Once the movement was created, the next step was to build a visible action to communicate the sustainability strategy to the institutions, stakeholders and society as a whole. We decided to begin precisely from the strategy itself. The most immediate milestone was the withdrawal of plastic straws in all restaurants in Spain.
Plastic straws had been on the spotlight for some time. They had become a negative symbol of climate change. Could we turn a plastic straw into something valuable, a collector's item turning it into a symbol of the brand's commitment?
The plastic straw became the hook we were looking for. An object with an expiration date, which after millions of samples produced, would have one last version: the last plastic straw. To give the value we wanted society to give it, we decided that the communication excuse would be to auction it. And, of course, to do it in a big way.

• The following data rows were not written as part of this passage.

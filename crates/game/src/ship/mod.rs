mod config;
mod input;
mod kinematics;
mod laser;

pub use config::ShipConfig;
pub use input::{KeyMap, Keys};
pub use kinematics::ShipMotion;
pub use laser::{Laser, DEFAULT_LASER_LIFETIME_MS};

use glam::{Quat, Vec3};

/// World-space direction and length of each hull probe for a ship with `orientation`.
pub fn hull_rays(config: &ShipConfig, orientation: Quat) -> impl Iterator<Item = (Vec3, f32)> + '_ {
    config
        .collider_end_points
        .iter()
        .map(move |point| (orientation * point.normalize(), point.length()))
}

We decided to reveal it by surprise, at an event in which the brand would present its sustainability strategy, held in one of the company's most emblematic establishments, covered in recycled cardboard that would remain open to the public temporarily and would later be recycled to create 12 works of art and a mural by three renowned artists.
The auction went viral a few days after its launch, reaching a final bid of over 50,000 euros. The PR strategy developed made it possible to place the brand's sustainability strategy on the social and media agenda.
The announcement of the brand's sustainability commitments in Spain achieved presence in the 30 Tier 1 media for the brand, registering more than 200 pieces of media coverage (all of them won), with 95% in a neutral-positive tone, reaching an audience of more than 187 million unique users and an EPV of more than 2.1 million euros (Source: Sondea 360).
Social media also played a key role. The campaign became part of popular culture by opening several channels on FOROCOCHES and spreading on social networks, like no other sustainability campaign in the QSR sector had ever achieved so far.
On the company's social media profiles, the posts reached more than 5.9 million impressions, impacting more than 3.4 million unique users, and generating more than 490,000 interactions. Sentiment was positive in more than 66% of these interactions. And this, in a sector that is usually attacked when communicating in the context of sustainability, can be considered a very positive result.